April 14th, 2023
What is poverty?
For one San Diego woman, it’s losing the government benefits that helped feed her family because she got a $1 an hour raise.
For another, it’s feeling like you’re not quite drowning, but always treading water — barely holding on and never making progress or catching a break.
Poverty — what it looks like, what it feels like, why it persists and what can be done to end it — came into sharp focus on Wednesday evening during a listening session that brought about two dozen San Diegans in conversation with Michael Tubbs, a special adviser to Gov. Gavin Newsom.
Tubbs has been traveling across the state and asking people what obstacles exist to economic mobility, and he’s bringing his findings to the governor.
To get the conversation going in San Diego, Tubbs shared his own story: how he grew up poor, with an incarcerated father, and then became the mayor of Stockton. Then he founded a nonprofit, End Poverty in California, whose name, he said, is “provocative on purpose.”
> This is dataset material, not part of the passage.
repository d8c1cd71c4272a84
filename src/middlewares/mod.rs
pub mod rate_limit;

pub use rate_limit::RateLimit;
“The idea of ending poverty seems radical” to the people working on this issue, Tubbs said. But for the people actually experiencing poverty, it’s not radical. It just means they have reliable access to food, affordable child care and other necessities.
“Everybody deserves a baseline level of security and dignity,” Tubbs added.
Then, he turned to the group.
“What’s not working?” he asked. “If you were the mayor or the governor or someone in office, what type of program would you design to … help with the issue of poverty?”
Answers poured out and kept pouring, for 1 1/2 hours.
An urgent problem is the recent end of CalFresh emergency benefits, several people said.
A recurring theme was how poverty is tied to a loss of dignity. Some people said they have felt judged and disrespected by people providing services, and some said they felt baffled and frustrated by systems that are out of sync with the nuances and specific circumstances of people’s lives.
A perennial challenge: affording expensive housing and high costs of moving — including credit checks and application fees — on stagnant wages.
Connie Serrano, a preschool teacher with a bachelor’s degree who lives in City Heights, said she pays about 60 percent of her income on rent.
If she ever had to move, she’d likely be required to have three times the rent to qualify — which strikes out that option for her and others who don’t earn enough to qualify.
“Something has to be done in the state of California to make it affordable for the middle working class because it’s not working like it’s supposed to be,” she said.
The session was organized and hosted by Jewish Family Service of San Diego and moderated by Tubbs and Khea Pollard, Jewish Family Service’s director of economic mobility and opportunity.
At the end of the evening, Tubbs pledged to work with Jewish Family Service to address at least one of the problems that surfaced at the session, related to the expiration of benefits.
In an interview with the Union-Tribune before the session, Tubbs reflected on what he’s observed during this visit to the county.
He zeroed in on discussions he had with local leaders about “the delta between the desire of folks who know the right things and say the right things — how do we reduce poverty in San Diego? — but the reality that there is such pervasive poverty and economic insecurity and inequality.”
One issue, he said, could be that more needs to be measured and tracked, and goals should be more precise, for greater accountability.
The city’s current homelessness plan, priced at $1.9 billion in 2019, does have concrete goals, including to reduce the number of unsheltered people by 50 percent within three years.